In 1999, email worms began, kicking off a new era in the computer virus world that would last years. The Melissa virus was the first macro virus that self-propagated by sending itself to the first 50 email addresses stored in Microsoft Outlook address books. The virus wasn’t ‘dangerous’, but it caused email servers to collapse due to the high amount of emails sent at once.
Then, in May 2000, the ILOVEYOU virus was released, infecting more than 10 million Windows computers around the world. The virus would overwrite files and also send itself to all the addresses found in an infected user’s Windows Address Book.
In 2003, viruses jumped to a whole new level with the worm Blaster, which took advantage of a vulnerability in Windows and was able to infect any unpatched Windows computer without user interaction, just having the computer connected to the internet was enough.
But then, money got involved
As more aspects of life migrated to the online world, new avenues for profit arose for hackers. Not long after financial entities started offering internet banking services, the first phishing attacks and banking Trojans – malware designed to steal banking credentials – appeared. It was the start of the cybercrime era.
In 2004, we saw the first banking Trojans in the wild. These attacks evolved to the point where you could see the professionalism of the developers behind the malware.
A good example of this was Zeus (aka ZBOT). First seen in 2007, Zeus grabbed user credentials, altered web page forms, and redirected users to fake sites, among other things, and evolved over time. Zeus was pervasive across the internet until 2010 and its offspring still is widespread. Many others followed suit (including Gozi, Emotet, and SpyEye) and even today attackers continuously develop new variations to thwart detection by security solutions on devices.

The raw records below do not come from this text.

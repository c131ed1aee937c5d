//! End-to-end run: collect → resolve → window filter → classify → dedup → serialize.

use std::{collections::BTreeMap, sync::Arc};

use chrono::{NaiveDate, Utc};
use chrono_tz::Tz;
use serde::Serialize;
use tokio::time::Instant;

use crate::{
    CalendarArtifact, NormalizedEvent, RawEvent, Result,
    category::CategoryClassifier,
    collector::{CollectionResult, SourceCollector, SourceStatus},
    config::PipelineConfig,
    datetime::DateTimeResolver,
    dedup::{DedupReport, Deduplicator},
    ics::CalendarSerializer,
    location::LocationManager,
    observer::{NoopObserver, PipelineObserver},
    similarity::SemanticOracle,
    sources::{CancelSignal, CancelTrigger, SourceRegistry},
    window::{WeekendDays, WeekendWindow, WeekendWindowCalculator},
};

/// Counters for one run.
#[derive(Debug, Clone, Default, PartialEq, Eq, Serialize)]
pub struct RunStats {
    pub sources_succeeded: usize,
    pub sources_failed: usize,
    pub sources_cancelled: usize,
    pub collected: usize,
    pub unresolved: usize,
    pub outside_window: usize,
    /// Classified events per provenance tag
    pub classified: BTreeMap<String, usize>,
    pub learned_mappings: usize,
    pub merged: usize,
    pub emitted: usize,
    pub suppressed: usize,
}

#[derive(Debug, Clone)]
pub enum RunOutcome {
    Calendar(CalendarArtifact),
    /// Nothing survived; not an error
    NoEvents,
}

#[derive(Debug, Clone)]
pub struct RunReport {
    pub outcome: RunOutcome,
    pub window: WeekendWindow,
    pub stats: RunStats,
    pub collection: CollectionResult,
    pub dedup: DedupReport,
}

pub struct Pipeline {
    config: PipelineConfig,
    tz: Tz,
    registry: SourceRegistry,
    collector: SourceCollector,
    windows: WeekendWindowCalculator,
    locations: LocationManager,
    classifier: CategoryClassifier,
    deduplicator: Deduplicator,
    serializer: CalendarSerializer,
    observer: Arc<dyn PipelineObserver>,
}

impl Pipeline {
    /// Validate the configuration and wire every stage.
    pub fn new(config: PipelineConfig, registry: SourceRegistry) -> Result<Self> {
        config.validate()?;
        let tz = config.tz()?;

        let classifier = CategoryClassifier::from_config(config.classification.clone())?;
        let table = classifier.table().clone();

        Ok(Self {
            tz,
            collector: SourceCollector::new(config.collection.clone()),
            windows: WeekendWindowCalculator::new(tz, WeekendDays::from(&config.window)),
            locations: LocationManager::default(),
            classifier,
            deduplicator: Deduplicator::new(config.dedup.clone(), table),
            serializer: CalendarSerializer::new(config.calendar.clone(), tz),
            observer: Arc::new(NoopObserver),
            registry,
            config,
        })
    }

    pub fn with_observer(mut self, observer: Arc<dyn PipelineObserver>) -> Self {
        self.observer = observer;
        self
    }

    /// Make a semantic oracle available to classification and deduplication.
    pub fn with_oracle(mut self, oracle: Arc<dyn SemanticOracle>) -> Self {
        self.classifier = self.classifier.with_oracle(oracle.clone());
        self.deduplicator = self.deduplicator.with_oracle(oracle);
        self
    }

    pub fn with_locations(mut self, locations: LocationManager) -> Self {
        self.locations = locations;
        self
    }

    pub fn config(&self) -> &PipelineConfig {
        &self.config
    }

    pub fn timezone(&self) -> Tz {
        self.tz
    }

    pub fn registry(&self) -> &SourceRegistry {
        &self.registry
    }

    pub fn serializer(&self) -> &CalendarSerializer {
        &self.serializer
    }

    /// Today's date in the configured timezone.
    pub fn today(&self) -> NaiveDate {
        Utc::now().with_timezone(&self.tz).date_naive()
    }

    /// Cancellation for a run starting now: fires at the deadline or on `cancel()`.
    pub fn cancel_signal(&self) -> (CancelSignal, CancelTrigger) {
        CancelSignal::with_trigger(Instant::now() + self.config.collection.deadline())
    }

    /// Run for the weekend around `reference` with the configured deadline.
    pub async fn run(&mut self, reference: NaiveDate) -> Result<RunReport> {
        let (cancel, _trigger) = self.cancel_signal();
        self.run_until(reference, cancel).await
    }

    pub async fn run_until(&mut self, reference: NaiveDate, cancel: CancelSignal) -> Result<RunReport> {
        self.observer.collection_started(self.registry.len());
        let collection = self.collector.collect_until(&self.registry, cancel).await;
        self.process(reference, collection)
    }

    /// Everything after collection. Single-threaded over the collected set.
    pub fn process(&mut self, reference: NaiveDate, collection: CollectionResult) -> Result<RunReport> {
        let window = self.windows.window_for_date(reference)?;
        let resolver = DateTimeResolver::new(self.tz, reference);
        let mut stats = RunStats::default();

        for report in &collection.reports {
            self.observer.source_finished(report);
            match report.status {
                SourceStatus::Success | SourceStatus::SuccessAfterRetry { .. } => {
                    stats.sources_succeeded += 1
                }
                SourceStatus::Cancelled => stats.sources_cancelled += 1,
                _ => stats.sources_failed += 1,
            }
        }

        let mut normalized = Vec::new();
        for collected in &collection.batches {
            let mut context = collected.batch.context.clone();
            if context.period.is_none() {
                context.period = context
                    .period_text
                    .as_deref()
                    .and_then(|text| resolver.parse_period(text));
            }

            for raw in &collected.batch.events {
                stats.collected += 1;
                let resolved = match resolver.resolve(
                    raw.date_text.as_deref(),
                    raw.time_text.as_deref(),
                    &context,
                ) {
                    Ok(resolved) => resolved,
                    Err(e) => {
                        stats.unresolved += 1;
                        self.observer.event_discarded(raw, &e.to_string());
                        continue;
                    }
                };

                if !window.contains(&resolved.at) {
                    stats.outside_window += 1;
                    self.observer.event_discarded(raw, "outside weekend window");
                    continue;
                }

                let category = self.classifier.classify_in_context(
                    &raw.name,
                    raw.category.as_deref(),
                    context.category_hint.as_deref(),
                );
                self.observer.event_classified(raw, &category);
                *stats
                    .classified
                    .entry(category.provenance.as_str().to_string())
                    .or_default() += 1;

                normalized.push(self.normalize(raw, resolved, category));
            }
        }

        stats.learned_mappings = self.classifier.learned_count();
        if let Err(e) = self.classifier.flush() {
            self.observer.persistence_failed(&e);
        }

        let (survivors, dedup) = self.deduplicator.dedup(normalized);
        for cluster in &dedup.clusters {
            self.observer.cluster_merged(cluster);
        }
        stats.merged = dedup.merged();

        let artifact = self.serializer.build(&survivors);
        for entry in &artifact.suppressed {
            self.observer.entry_suppressed(entry);
        }
        stats.emitted = artifact.entries.len();
        stats.suppressed = artifact.suppressed.len();

        self.observer.run_finished(&stats);

        let outcome = if artifact.is_empty() {
            RunOutcome::NoEvents
        } else {
            RunOutcome::Calendar(artifact)
        };

        Ok(RunReport {
            outcome,
            window,
            stats,
            collection,
            dedup,
        })
    }

    fn normalize(
        &self,
        raw: &RawEvent,
        resolved: crate::datetime::ResolvedTime,
        category: crate::CategoryResolution,
    ) -> NormalizedEvent {
        let mut links: Vec<String> = raw
            .streaming_links
            .iter()
            .map(|l| l.trim().to_string())
            .filter(|l| !l.is_empty())
            .collect();
        links.sort();
        links.dedup();

        NormalizedEvent {
            id: NormalizedEvent::content_id(&raw.source, &raw.name, &resolved.at, &category.code),
            raw: raw.clone(),
            start: resolved.at,
            time_explicit: resolved.time_explicit,
            from_context: resolved.from_context,
            location: self.locations.resolve(&raw.location),
            category,
            streaming_links: links,
            sources: vec![raw.source.clone()],
        }
    }
}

Another type of Trojan that became very popular in the early 2000s was the so-called “police virus”, which showed a message saying there was illicit content on your computer (porn, downloaded movies, etc.) and in order to avoid prosecution, you had to pay a fine. The malware even used the IP address of the computer to locate the user and show a personalised message. For example, if you were in the US the fake warning came from the FBI in English and used the US flag, in Spain it was in Spanish with the local flag.
After that, hackers continued to target people’s personal data in different forms and making money by using it, selling it in the black market or even encrypting it and holding it hostage in exchange for a ransom (ransomware).
Getting more bang for their buck
Over time, hackers became more ambitious and soon they turned to targeting bigger entities and major businesses with assets to protect and money to spend on ransoms.
Hackers can now gain access to business networks and data, steal them, and either encrypt them or make a copy and threaten to release them to the public unless a ransom is paid. And this has proved to be a very profitable business.
Over 2020, there was a huge increase in the number of ransomware attacks, which factors related to the COVID-19 pandemic have further exacerbated. Stats from Avast confirm that ransomware grew by 20 per cent during March and April when compared to January and February in 2020. Organisations like Isentia, BlueScope, MyBudget, Toll Group, Lion, the Northern Territory government and Services New South Wales were among some of the organisations that confirmed that they had been subjected to a ransomware attack in 2020.
With the number of internet users and software and app innovation increasing, cyber criminals have turned into true businessmen working independently and in gangs. As a result, their motives have changed from showing off, testing their abilities, and playing around to being financially driven.
Rather than proving their skills, breaking the rules, and raising chaos, most of today's cybercriminals just want to make more money. A recent global study confirmed that 86 per cent of data breaches in 2020 were financially motivated. It's now our job to protect ourselves and others the best we can and make sure that we make it as difficult as possible for cyber criminals to make a living.
Luis Corrons is a security expert at Avast.